Task to carry out >> Count the lines below that contain "ScoreStore". Answer with the number alone.

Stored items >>
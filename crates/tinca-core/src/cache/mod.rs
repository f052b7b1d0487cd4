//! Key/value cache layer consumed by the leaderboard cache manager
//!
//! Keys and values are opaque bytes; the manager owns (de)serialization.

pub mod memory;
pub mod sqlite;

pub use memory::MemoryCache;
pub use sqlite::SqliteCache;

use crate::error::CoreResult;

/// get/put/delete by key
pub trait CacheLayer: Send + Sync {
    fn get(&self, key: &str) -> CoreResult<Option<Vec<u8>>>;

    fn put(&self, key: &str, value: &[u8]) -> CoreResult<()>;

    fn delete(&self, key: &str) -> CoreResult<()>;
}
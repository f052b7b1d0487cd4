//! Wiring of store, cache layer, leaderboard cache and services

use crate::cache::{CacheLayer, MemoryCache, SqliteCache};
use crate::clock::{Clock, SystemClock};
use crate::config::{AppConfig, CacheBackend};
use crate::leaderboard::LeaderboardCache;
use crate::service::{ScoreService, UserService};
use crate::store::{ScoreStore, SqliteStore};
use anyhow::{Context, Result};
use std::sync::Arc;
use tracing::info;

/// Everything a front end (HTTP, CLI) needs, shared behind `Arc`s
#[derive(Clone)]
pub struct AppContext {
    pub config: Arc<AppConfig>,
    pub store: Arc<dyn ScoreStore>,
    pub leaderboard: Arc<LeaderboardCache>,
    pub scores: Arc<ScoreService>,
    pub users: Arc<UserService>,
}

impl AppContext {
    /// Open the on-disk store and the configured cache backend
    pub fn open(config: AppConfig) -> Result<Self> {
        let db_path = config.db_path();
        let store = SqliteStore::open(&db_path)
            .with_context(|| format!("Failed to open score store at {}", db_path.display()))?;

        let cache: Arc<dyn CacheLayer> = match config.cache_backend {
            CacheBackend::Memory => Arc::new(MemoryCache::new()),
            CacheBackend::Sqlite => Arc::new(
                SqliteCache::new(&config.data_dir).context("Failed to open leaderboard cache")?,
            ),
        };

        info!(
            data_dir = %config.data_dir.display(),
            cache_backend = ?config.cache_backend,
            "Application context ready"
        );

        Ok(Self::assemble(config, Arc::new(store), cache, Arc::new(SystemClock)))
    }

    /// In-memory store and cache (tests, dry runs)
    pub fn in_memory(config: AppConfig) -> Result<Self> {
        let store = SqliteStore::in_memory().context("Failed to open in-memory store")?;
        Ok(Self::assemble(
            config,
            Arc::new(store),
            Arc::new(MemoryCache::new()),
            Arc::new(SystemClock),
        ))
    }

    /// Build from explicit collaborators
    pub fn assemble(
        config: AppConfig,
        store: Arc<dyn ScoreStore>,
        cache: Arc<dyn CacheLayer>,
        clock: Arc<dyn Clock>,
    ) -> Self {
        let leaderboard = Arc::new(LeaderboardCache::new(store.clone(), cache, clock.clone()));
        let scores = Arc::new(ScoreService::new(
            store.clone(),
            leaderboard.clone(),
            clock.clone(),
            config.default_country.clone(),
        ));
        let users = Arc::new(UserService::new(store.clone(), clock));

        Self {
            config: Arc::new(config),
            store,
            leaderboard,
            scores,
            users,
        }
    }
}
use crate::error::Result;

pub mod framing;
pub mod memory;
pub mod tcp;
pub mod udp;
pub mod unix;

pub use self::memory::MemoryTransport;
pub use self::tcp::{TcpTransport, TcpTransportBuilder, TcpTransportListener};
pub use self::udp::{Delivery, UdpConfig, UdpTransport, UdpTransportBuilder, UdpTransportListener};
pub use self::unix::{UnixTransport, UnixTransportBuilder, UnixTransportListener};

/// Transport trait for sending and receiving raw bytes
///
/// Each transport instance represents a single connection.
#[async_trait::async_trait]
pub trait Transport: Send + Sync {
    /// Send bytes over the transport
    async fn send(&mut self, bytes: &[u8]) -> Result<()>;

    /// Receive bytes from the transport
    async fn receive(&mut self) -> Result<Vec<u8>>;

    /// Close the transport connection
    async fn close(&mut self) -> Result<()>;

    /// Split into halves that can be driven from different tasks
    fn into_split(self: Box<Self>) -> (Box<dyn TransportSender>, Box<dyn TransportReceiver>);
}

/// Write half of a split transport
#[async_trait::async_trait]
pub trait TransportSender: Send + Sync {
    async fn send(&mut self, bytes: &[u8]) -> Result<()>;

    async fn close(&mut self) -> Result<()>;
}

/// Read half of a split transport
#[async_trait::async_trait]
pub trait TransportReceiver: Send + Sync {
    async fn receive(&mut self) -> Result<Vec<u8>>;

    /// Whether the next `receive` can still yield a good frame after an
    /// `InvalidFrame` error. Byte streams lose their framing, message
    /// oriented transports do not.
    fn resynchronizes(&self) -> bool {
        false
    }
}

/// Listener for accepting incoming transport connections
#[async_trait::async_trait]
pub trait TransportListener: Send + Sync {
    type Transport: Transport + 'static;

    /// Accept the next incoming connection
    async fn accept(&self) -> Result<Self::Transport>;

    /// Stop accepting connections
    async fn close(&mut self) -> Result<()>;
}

Solved exercise >> 3